Smaller floating jigheads on 30 to 40-inch leaders are very effective now, according to Gary Lowry at Maumee Tackle. Use plastic tails in white, chartreuse, pink, orange, or yellow, or Berkley Power Grubs in sunkissed, Christmas lights, lemon meringue, fire tiger, pearl white, or black marble color patterns.

"They're crushing them," Lowry said mid-week. Most female walleye have left the river at this point, but loads of 15 1/2-inch to 19-inch jacks remain. As long as heavy rains do not disrupt a normal flow, the river should provide excellent action for days.

On western Lake Erie, the spring's terrific jig-and-minnow action for walleyes also continues in inshore areas from the Michigan side to Port Clinton.
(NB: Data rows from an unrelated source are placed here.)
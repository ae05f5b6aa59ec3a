use crate::severity::Severity;
use serde::{Deserialize, Serialize};
use std::fmt;

// ---------------------------------------------------------------------------
// CheckType
// ---------------------------------------------------------------------------

#[derive(Debug, Clone, Copy, PartialEq, Eq, Hash, Serialize, Deserialize)]
#[serde(rename_all = "snake_case")]
pub enum CheckType {
    TypeChecking,
    Linting,
    Testing,
    Formatting,
}

impl CheckType {
    pub fn as_str(self) -> &'static str {
        match self {
            CheckType::TypeChecking => "type_checking",
            CheckType::Linting => "linting",
            CheckType::Testing => "testing",
            CheckType::Formatting => "formatting",
        }
    }
}

impl fmt::Display for CheckType {
    fn fmt(&self, f: &mut fmt::Formatter<'_>) -> fmt::Result {
        f.write_str(self.as_str())
    }
}

// ---------------------------------------------------------------------------
// FileChange
// ---------------------------------------------------------------------------

/// One file with pending modifications in the working tree.
///
/// `path` is repository-relative with renames resolved to the new name.
/// Invariant: `lines_changed == lines_added + lines_deleted`.
#[derive(Debug, Clone, PartialEq, Eq, Serialize, Deserialize)]
pub struct FileChange {
    pub path: String,
    pub lines_added: u32,
    pub lines_deleted: u32,
    pub lines_changed: u32,
}

impl FileChange {
    pub fn new(path: impl Into<String>, lines_added: u32, lines_deleted: u32) -> Self {
        Self {
            path: path.into(),
            lines_added,
            lines_deleted,
            lines_changed: lines_added + lines_deleted,
        }
    }
}

// ---------------------------------------------------------------------------
// Diagnostic
// ---------------------------------------------------------------------------

/// One normalized issue extracted from a quality-check tool's raw output.
#[derive(Debug, Clone, PartialEq, Serialize, Deserialize)]
pub struct Diagnostic {
    pub severity: Severity,
    pub message: String,
    #[serde(default, skip_serializing_if = "Option::is_none")]
    pub file: Option<String>,
    #[serde(default, skip_serializing_if = "Option::is_none")]
    pub line: Option<u32>,
    #[serde(default, skip_serializing_if = "Option::is_none")]
    pub column: Option<u32>,
    pub tool: String,
    #[serde(default, skip_serializing_if = "Option::is_none")]
    pub rule: Option<String>,
}

// ---------------------------------------------------------------------------
// RawToolResult
// ---------------------------------------------------------------------------

/// One external tool invocation's outcome before normalization.
///
/// A `skipped` result carries no diagnostics and is excluded from
/// pass/fail accounting.
#[derive(Debug, Clone, PartialEq, Serialize, Deserialize)]
pub struct RawToolResult {
    #[serde(rename = "type")]
    pub check_type: CheckType,
    pub tool: String,
    #[serde(default, skip_serializing_if = "Option::is_none")]
    pub success: Option<bool>,
    #[serde(default, skip_serializing_if = "Option::is_none")]
    pub skipped: Option<bool>,
    #[serde(default, skip_serializing_if = "Option::is_none")]
    pub reason: Option<String>,
    #[serde(default, skip_serializing_if = "Option::is_none")]
    pub stdout: Option<String>,
    #[serde(default, skip_serializing_if = "Option::is_none")]
    pub stderr: Option<String>,
}

impl RawToolResult {
    pub fn skipped(check_type: CheckType, tool: impl Into<String>, reason: impl Into<String>) -> Self {
        Self {
            check_type,
            tool: tool.into(),
            success: None,
            skipped: Some(true),
            reason: Some(reason.into()),
            stdout: None,
            stderr: None,
        }
    }

    pub fn is_skipped(&self) -> bool {
        self.skipped.unwrap_or(false)
    }
}

// ---------------------------------------------------------------------------
// ReviewTier
// ---------------------------------------------------------------------------

/// Coarse review-depth classification from aggregate change volume.
#[derive(Debug, Clone, Copy, PartialEq, Eq, PartialOrd, Ord, Serialize, Deserialize)]
#[serde(rename_all = "snake_case")]
pub enum ReviewTier {
    Quick,
    Standard,
    Deep,
}

impl ReviewTier {
    pub fn as_str(self) -> &'static str {
        match self {
            ReviewTier::Quick => "quick",
            ReviewTier::Standard => "standard",
            ReviewTier::Deep => "deep",
        }
    }
}

impl fmt::Display for ReviewTier {
    fn fmt(&self, f: &mut fmt::Formatter<'_>) -> fmt::Result {
        f.write_str(self.as_str())
    }
}

// ---------------------------------------------------------------------------
// Tests
// ---------------------------------------------------------------------------

#[cfg(test)]
mod tests {
    use super::*;

    #[test]
    fn file_change_invariant() {
        let c = FileChange::new("src/main.rs", 3, 2);
        assert_eq!(c.lines_changed, c.lines_added + c.lines_deleted);
    }

    #[test]
    fn raw_tool_result_serde_field_names() {
        let r = RawToolResult {
            check_type: CheckType::Linting,
            tool: "eslint".to_string(),
            success: Some(false),
            skipped: None,
            reason: None,
            stdout: Some("[]".to_string()),
            stderr: None,
        };
        let json = serde_json::to_string(&r).unwrap();
        assert!(json.contains("\"type\":\"linting\""));
        assert!(json.contains("\"tool\":\"eslint\""));
        assert!(!json.contains("skipped"));
        let parsed: RawToolResult = serde_json::from_str(&json).unwrap();
        assert_eq!(parsed, r);
    }

    #[test]
    fn skipped_constructor() {
        let r = RawToolResult::skipped(CheckType::Testing, "jest", "not installed");
        assert!(r.is_skipped());
        assert_eq!(r.success, None);
        assert_eq!(r.reason.as_deref(), Some("not installed"));
    }

    #[test]
    fn tier_ordering() {
        assert!(ReviewTier::Quick < ReviewTier::Standard);
        assert!(ReviewTier::Standard < ReviewTier::Deep);
    }

    #[test]
    fn check_type_serde() {
        let json = serde_json::to_string(&CheckType::TypeChecking).unwrap();
        assert_eq!(json, "\"type_checking\"");
    }
}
The Sandusky River at Fremont is teeming with white bass, which usually run there earlier than in the Maumee.

Lake Erie items - Anglers in search of black bass - smallmouth and largemouth - in Ohio waters of Lake Erie and all its tributaries to the first dam are reminded that all bass taken must be immediately released, beginning Monday and continuing through June 23.

The catch-and-immediate release rule, in its third season, is aimed at helping conserve bass stocks by not removing fish from nest territories for more than very short periods. From June 24 through next April 30, the daily limit will be five bass, 14-inch minimum length.

In other news, the Western Basin Sportfishing Association has set its second tournament of the season for Saturday, May 6, at Lamberjack's Marina and Bait at Turtle Creek, just west of Davis-Besse. For details visit the WBSA Web site,

Last and not least, the Michigan Department of Natural Resources is investigating a significant dieoff of muskellunge in Lake St. Clair and the St. Clair and Detroit rivers. Other species, such as walleye and black bass, have not been affected.

The MDNR said that the dieoff could have resulted from a combination of problems, including post-spawn stress, a warm winter that may have set the stage for a high incidence of disease, and rapid warming of water in the last two weeks. It is unknown whether musky pox - Piscirickettsia - a bacter-ial infection that showed up in muskies in 2002, is involved.